## Exercise
When you reach the line in the data below that contains "present, false otherwise", please start repeating lines exactly, and stop after the line that contains "pub fn filtered<'a>(&'a", repeating nothing else.

*** Records supplied ***

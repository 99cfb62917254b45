use serde::{Deserialize, Serialize};
use std::collections::BTreeSet;

use super::filter::ChecklistFilter;
use crate::checklist::{Checklist, ChecklistSummary};

pub const STORE_VERSION: u32 = 1;

/// All saved checklists, as persisted in the store file.
#[derive(Debug, Clone, Serialize, Deserialize)]
pub struct ChecklistStore {
    pub version: u32,
    #[serde(default)]
    pub checklists: Vec<Checklist>,
}

impl Default for ChecklistStore {
    fn default() -> Self {
        Self::new()
    }
}

impl ChecklistStore {
    /// Create a new empty store
    pub fn new() -> Self {
        Self {
            version: STORE_VERSION,
            checklists: Vec::new(),
        }
    }

    pub fn get(&self, id: &str) -> Option<&Checklist> {
        self.checklists.iter().find(|c| c.id == id)
    }

    /// Insert or replace a checklist by id. Missing creation time and version
    /// are filled in and `updated_at` is set to now. Returns the id.
    pub fn save(&mut self, mut checklist: Checklist) -> String {
        checklist.touch();
        let id = checklist.id.clone();
        match self.checklists.iter_mut().find(|c| c.id == id) {
            Some(existing) => *existing = checklist,
            None => self.checklists.push(checklist),
        }
        id
    }

    /// Remove a checklist.
    /// Returns true if it was present, false otherwise
    pub fn delete(&mut self, id: &str) -> bool {
        let before = self.checklists.len();
        self.checklists.retain(|c| c.id != id);
        self.checklists.len() != before
    }

    /// Checklists matching every field set in `filter`.
    pub fn filtered<'a>(&'a self, filter: &'a ChecklistFilter) -> impl Iterator<Item = &'a Checklist> {
        self.checklists.iter().filter(move |c| filter.matches(c))
    }

    pub fn summaries(&self, filter: &ChecklistFilter) -> Vec<ChecklistSummary> {
        self.filtered(filter)
            .map(ChecklistSummary::from_checklist)
            .collect()
    }

    pub fn health_programs(&self) -> Vec<String> {
        self.distinct(|c| &c.health_program)
    }

    pub fn organizational_levels(&self) -> Vec<String> {
        self.distinct(|c| &c.organizational_level)
    }

    pub fn departments(&self) -> Vec<String> {
        self.distinct(|c| &c.department)
    }

    /// Sorted unique values of one checklist field.
    fn distinct<F>(&self, field: F) -> Vec<String>
    where
        F: Fn(&Checklist) -> &String,
    {
        self.checklists
            .iter()
            .map(field)
            .cloned()
            .collect::<BTreeSet<_>>()
            .into_iter()
            .collect()
    }
}
pub mod summary;
pub mod types;
pub mod validation;

pub use summary::{count_questions, score_class, ChecklistSummary};
pub use types::*;
pub use validation::{validate_checklist, ValidationResult};
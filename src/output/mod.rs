pub mod formatter;

pub use formatter::{
    format_checklist_list, format_grade, format_percentage, format_points, format_recommendations,
    format_results, format_score_report, format_validation, should_use_colors,
};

***

## Exercise result
    /// Returns true if it was present, false otherwise
    pub fn delete(&mut self, id: &str) -> bool {
        let before = self.checklists.len();
        self.checklists.retain(|c| c.id != id);
        self.checklists.len() != before
    }

    /// Checklists matching every field set in `filter`.
    pub fn filtered<'a>(&'a self, filter: &'a ChecklistFilter) -> impl Iterator<Item = &'a Checklist> {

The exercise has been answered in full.